(What you should do)
Each line of the data below holding the word "outside" must be copied.

(Given records)
········

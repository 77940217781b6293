//! SlideKit Widgets
//!
//! The slide-to-confirm widget and the pieces it is assembled from:
//!
//! - [`DragStateMachine`]: two-anchor drag state, threshold and velocity commit
//! - [`FractionChangeNotifier`]: value-deduplicated fraction callbacks
//! - [`ExternalSyncController`]: reconciles the caller-owned committed flag
//! - [`SlideToConfirm`]: wires the above to events, colours and renderers
//!
//! # Example
//!
//! ```rust
//! use slidekit_core::{Event, Size};
//! use slidekit_widgets::{HintTexts, SlideConfig, SlideToConfirm};
//!
//! let mut slide = SlideToConfirm::new(
//!     SlideConfig::default(),
//!     HintTexts::new("Slide to pay", "Paying..."),
//!     false,
//! )
//! .unwrap()
//! .container(Size::new(300.0, 72.0))
//! .on_slide_completed(|| println!("confirmed"));
//!
//! slide.handle_event(&Event::drag_start(0));
//! slide.handle_event(&Event::drag(400.0, 0.0, 16));
//! slide.handle_event(&Event::drag_end(0.0, 32));
//! for _ in 0..120 {
//!     slide.tick(1.0 / 60.0);
//! }
//! assert_eq!(slide.completions(), 1);
//! ```

pub mod config;
pub mod drag;
pub mod hint;
pub mod notifier;
pub mod render;
pub mod slide;
pub mod sync;

pub use config::SlideConfig;
pub use drag::{DragStateMachine, DragThresholds, SettleCause, Settled};
pub use hint::HintTexts;
pub use notifier::FractionChangeNotifier;
pub use render::{
    DefaultHint, DefaultThumb, DrawCommand, Glyph, HintRenderer, Point, Rect, SlideSnapshot,
    ThumbRenderer, VisualOutput,
};
pub use slide::SlideToConfirm;
pub use sync::{ExternalSyncController, SyncAction};
//! Shared, atomically replaceable volume mapping.
//!
//! Readers get an immutable `Arc<VolumeMapping>` snapshot; a reload builds a
//! new mapping outside the lock and swaps it in under the write guard, so a
//! reader never observes a half-built mapping.

#![allow(missing_docs)]

use std::fs;
use std::path::{Path, PathBuf};
use std::sync::Arc;
use std::time::SystemTime;

use parking_lot::{Mutex, RwLock};

use crate::core::errors::{FatalError, ItemError, Result};
use crate::core::volume_map::{MappingBuild, VolumeMapping};
use crate::monitor::mounts::MountResolver;

/// What a file refresh did.
#[derive(Debug)]
pub enum ReloadOutcome {
    /// The config file's mtime matched the last load; nothing was read.
    Unchanged,
    Reloaded {
        volumes: usize,
        directories: usize,
        rejected: Vec<ItemError>,
    },
}

/// Holder of the current mapping plus the config mtime it was built from.
#[derive(Debug, Default)]
pub struct ConfigStore {
    mapping: RwLock<Arc<VolumeMapping>>,
    last_mtime: Mutex<Option<SystemTime>>,
}

impl ConfigStore {
    /// An empty store; nothing is monitored until the first reload.
    pub fn new() -> Self {
        Self::default()
    }

    /// Snapshot of the current mapping.
    pub fn current_mapping(&self) -> Arc<VolumeMapping> {
        Arc::clone(&self.mapping.read())
    }

    /// Run `f` while holding the read lock, blocking reloads until it returns.
    pub fn with_mapping<R>(&self, f: impl FnOnce(&VolumeMapping) -> R) -> R {
        let guard = self.mapping.read();
        f(&guard)
    }

    /// Rebuild from raw config text and swap the result in.
    ///
    /// Rejected lines are printed and dropped.
    pub fn reload(&self, raw_config: &str, mount_points: &[PathBuf]) -> Arc<VolumeMapping> {
        let (mapping, rejected) = self.rebuild(raw_config, mount_points);
        for error in &rejected {
            eprintln!("[LWD-CONFIG] warning: {error}");
        }
        mapping
    }

    /// Reload from `path` if its modification time changed since the last load.
    ///
    /// An unchanged mtime returns [`ReloadOutcome::Unchanged`] without reading
    /// the file or the mount table. Failing to stat or read the file, or to
    /// read the mount table, is fatal.
    pub fn refresh_from_file(&self, path: &Path, resolver: &MountResolver) -> Result<ReloadOutcome> {
        let config_read = |source| FatalError::ConfigRead {
            path: path.to_path_buf(),
            source,
        };
        let modified = fs::metadata(path)
            .and_then(|meta| meta.modified())
            .map_err(config_read)?;
        if *self.last_mtime.lock() == Some(modified) {
            return Ok(ReloadOutcome::Unchanged);
        }

        let raw = fs::read_to_string(path).map_err(config_read)?;
        let mount_points = resolver.list_volumes()?;
        let (mapping, rejected) = self.rebuild(&raw, &mount_points);
        *self.last_mtime.lock() = Some(modified);

        Ok(ReloadOutcome::Reloaded {
            volumes: mapping.len(),
            directories: mapping.directory_count(),
            rejected,
        })
    }

    /// Build outside the lock, then swap in under the write guard.
    fn rebuild(&self, raw_config: &str, mount_points: &[PathBuf]) -> (Arc<VolumeMapping>, Vec<ItemError>) {
        let MappingBuild { mapping, rejected } = VolumeMapping::build(raw_config, mount_points);
        let mapping = Arc::new(mapping);
        *self.mapping.write() = Arc::clone(&mapping);
        (mapping, rejected)
    }
}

········

(Result)
//! new mapping outside the lock and swaps it in under the write guard, so a
    /// Build outside the lock, then swap in under the write guard.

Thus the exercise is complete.